Quam argues that he is only required to pay $100 per month towards his $3,283,680.95 restitution order. This Court disagrees. The $100 per month payment plan set forth in the Judgment does not bar further collection efforts by the Government — including garnishment. See 18 U.S.C. § 3613; see also Ekong, 518 F.3d at 286 (garnishing pension benefits notwithstanding installment payment plan); United States v. Tisdale, No. 3:12—CV-5250-L, 2013 WL 4804286, at *2 (N.D.Tex. Sept. 9, 2013) (finding payment schedule did not foreclose garnishment of defendant’s checking and savings accounts); United States v. Schwartz, No. 1:09-cr-67, 2011 WL 1544624, at *5 (S.D.Ohio Jan. 14, 2011) (stating that “the UNICOR payment schedule does not prohibit garnishment during Schwartz’s incarceration”), report and recommendation adopted, 2011 WL 1526929 (S.D.Ohio Apr. 21, 2011), aff'd, 503 Fed.Appx. 443 (6th Cir.2012); Miller, 588 F.Supp.2d at 796 (“[T]he periodic payment provision in a criminal judgment cannot be immutable or insulate a defendant from other collection efforts.”); United States v. James, 312 F.Supp.2d 802, 806 (E.D.Va.2004) (noting existence of payment schedule does not preclude the Government “from pursuing other avenues of ensuring that defendant’s restitution obligation is satisfied”).

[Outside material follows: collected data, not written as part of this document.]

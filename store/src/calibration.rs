//! Derived calibration results

use chrono::{DateTime, Utc};
use serde::{Deserialize, Serialize};
use std::collections::BTreeMap;

/// Inclusive value range
#[derive(Debug, Clone, Copy, Serialize, Deserialize, PartialEq)]
pub struct Band {
    pub min: f64,
    pub max: f64,
}

impl Band {
    pub fn new(min: f64, max: f64) -> Self {
        Self { min, max }
    }

    pub fn contains(&self, value: f64) -> bool {
        value >= self.min && value <= self.max
    }
}

/// Confidence in a derived threshold
#[derive(Debug, Clone, Copy, Serialize, Deserialize, PartialEq, Eq, PartialOrd, Ord)]
#[serde(rename_all = "snake_case")]
pub enum Confidence {
    Low,
    Medium,
    High,
}

impl Confidence {
    /// Grade a sample by size and coefficient of variation (percent).
    ///
    /// An undefined CV (zero mean) never earns more than `Low`.
    pub fn assess(sample_count: usize, cv_percent: Option<f64>) -> Self {
        if sample_count < 100 {
            return Confidence::Low;
        }
        match cv_percent {
            Some(cv) if sample_count >= 1000 && cv < 30.0 => Confidence::High,
            Some(cv) if sample_count >= 500 && cv < 50.0 => Confidence::Medium,
            _ => Confidence::Low,
        }
    }
}

/// How a calibration was produced
#[derive(Debug, Clone, Copy, Serialize, Deserialize, PartialEq, Eq)]
#[serde(rename_all = "snake_case")]
pub enum CalibrationMethod {
    /// Not enough history; the sensor's static thresholds were returned
    Default,
    Statistical,
    TimeBased,
}

/// Calibrated thresholds for one sensor
#[derive(Debug, Clone, Serialize, Deserialize, PartialEq)]
pub struct CalibrationResult {
    pub min_threshold: Option<f64>,
    pub max_threshold: Option<f64>,
    pub method: CalibrationMethod,
    pub confidence: Confidence,
    pub computed_at: DateTime<Utc>,
    pub sample_count: usize,
    /// Hour of day (0-23) to band; hours with no data are absent
    #[serde(default, skip_serializing_if = "Option::is_none")]
    pub hourly_thresholds: Option<BTreeMap<u32, Band>>,
}

impl CalibrationResult {
    /// Thresholds that apply at a given hour of day.
    pub fn band_for_hour(&self, hour: u32) -> Option<Band> {
        if let Some(band) = self
            .hourly_thresholds
            .as_ref()
            .and_then(|hours| hours.get(&hour))
        {
            return Some(*band);
        }
        match (self.min_threshold, self.max_threshold) {
            (Some(min), Some(max)) => Some(Band::new(min, max)),
            _ => None,
        }
    }
}
//! Rule Evaluator
//!
//! Stores each incoming reading, resolves (or provisions) the sensor it
//! belongs to, checks every enabled rule for that sensor and raises
//! deduplicated alerts. A failing reading or rule is recorded in the batch
//! outcome and never stops its siblings.

use crate::cache::TtlCache;
use crate::conditions::{self, Outcome};
use crate::{Result, SensorError};
use chrono::{DateTime, Datelike, Duration, Timelike, Utc};
use fieldwatch_store::rule::{DEFAULT_ANOMALY_SENSITIVITY, DEFAULT_HISTORY_WINDOW_DAYS};
use fieldwatch_store::{
    Alert, AlertInsert, Clock, Condition, Device, DeviceId, DeviceSensor, DeviceStatus, NewAlert,
    NewReading, NewSensor, Reading, ReadingQuery, RuleId, SensorRule, SensorType, TelemetryStore,
};
use serde::{Deserialize, Serialize};
use std::collections::HashMap;
use std::sync::Arc;

/// Baseline of a statistical anomaly check stops this long before the reading.
const ANOMALY_BASELINE_GAP_MINUTES: i64 = 5;
const SEASONAL_HISTORY_DAYS: i64 = 30;
const SEASONAL_HOUR_SPREAD: i32 = 1;

type RuleKey = (DeviceId, String, SensorType);

#[derive(Debug, Clone)]
pub struct EvaluatorConfig {
    /// How long a device sensor's rule set is served from cache
    pub rule_cache_ttl: Duration,
    /// Window in which a repeat violation is folded into the active alert
    pub dedup_window: Duration,
}

impl Default for EvaluatorConfig {
    fn default() -> Self {
        Self {
            rule_cache_ttl: Duration::minutes(5),
            dedup_window: Duration::minutes(5),
        }
    }
}

/// One reading as delivered by the ingestion boundary
#[derive(Debug, Clone, Serialize, Deserialize)]
pub struct IncomingReading {
    pub pin: String,
    /// Declared sensor type tag
    #[serde(rename = "type", alias = "sensor_type")]
    pub sensor_type: String,
    #[serde(default)]
    pub raw_value: Option<f64>,
    /// Already scaled by the device; skips the sensor's calibration
    #[serde(default)]
    pub processed_value: Option<f64>,
    #[serde(default)]
    pub name: Option<String>,
    #[serde(default)]
    pub timestamp: Option<DateTime<Utc>>,
    #[serde(default)]
    pub metadata: HashMap<String, String>,
}

impl IncomingReading {
    pub fn raw(pin: &str, sensor_type: &str, value: f64) -> Self {
        Self {
            pin: pin.to_string(),
            sensor_type: sensor_type.to_string(),
            raw_value: Some(value),
            processed_value: None,
            name: None,
            timestamp: None,
            metadata: HashMap::new(),
        }
    }

    pub fn at(mut self, timestamp: DateTime<Utc>) -> Self {
        self.timestamp = Some(timestamp);
        self
    }
}

/// Reading or rule that could not be processed
#[derive(Debug, Clone, Serialize)]
pub struct ReadingFailure {
    pub pin: String,
    pub rule_id: Option<RuleId>,
    pub error: String,
}

/// What happened to a batch
#[derive(Debug, Clone, Default, Serialize)]
pub struct BatchOutcome {
    pub stored: usize,
    /// Rule checks performed
    pub evaluated: usize,
    /// Readings stored but not evaluated (unrecognised type, disabled sensor)
    pub skipped: usize,
    /// Violations folded into an existing active alert
    pub deduplicated: usize,
    pub alerts: Vec<Alert>,
    pub failures: Vec<ReadingFailure>,
}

Regardless of the payment plan in progress, the Government may seek victim restitution through additional available avenues. Lawrence, 538 F.Supp.2d at 1193. As the court observed in Lawrence:
Had Congress intended for the Government to be bound by and limited to the installment payments set by a court, even after the court’s supervision and criminal jurisdiction expired, there would be no need for the Government to have these collection methods at its disposal for use to enforce criminal debts.
Id. For example, in United States v. Ekong, the defendant’s pension was garnished despite the criminal judgment specifying that restitution be paid in installments. 518 F.3d at 286. The Ekong court reasoned:
The Mandatory Victim Restitution Act (MVRA) provides the Government' authority to enforce victim restitution orders in the same manner that it recovers fines and by all other available means and, under 18 U.S.C. § 3613(a), it may collect restitution in accordance with the practices and procedures for the enforcement of a civil judgment under Federal law or State law, including the Federal Debt Collection Procedures Act of 1990.
518 F.3d at 286 (internal brackets and quotations omitted). The installment schedule in Ekong did not preclude the Government from “aggressively” enforcing a victim restitution order. Id. This Court concludes that the analysis in Ekong applies here — the Government may enforce *1003the restitution still owed by Quam to the victims in this case.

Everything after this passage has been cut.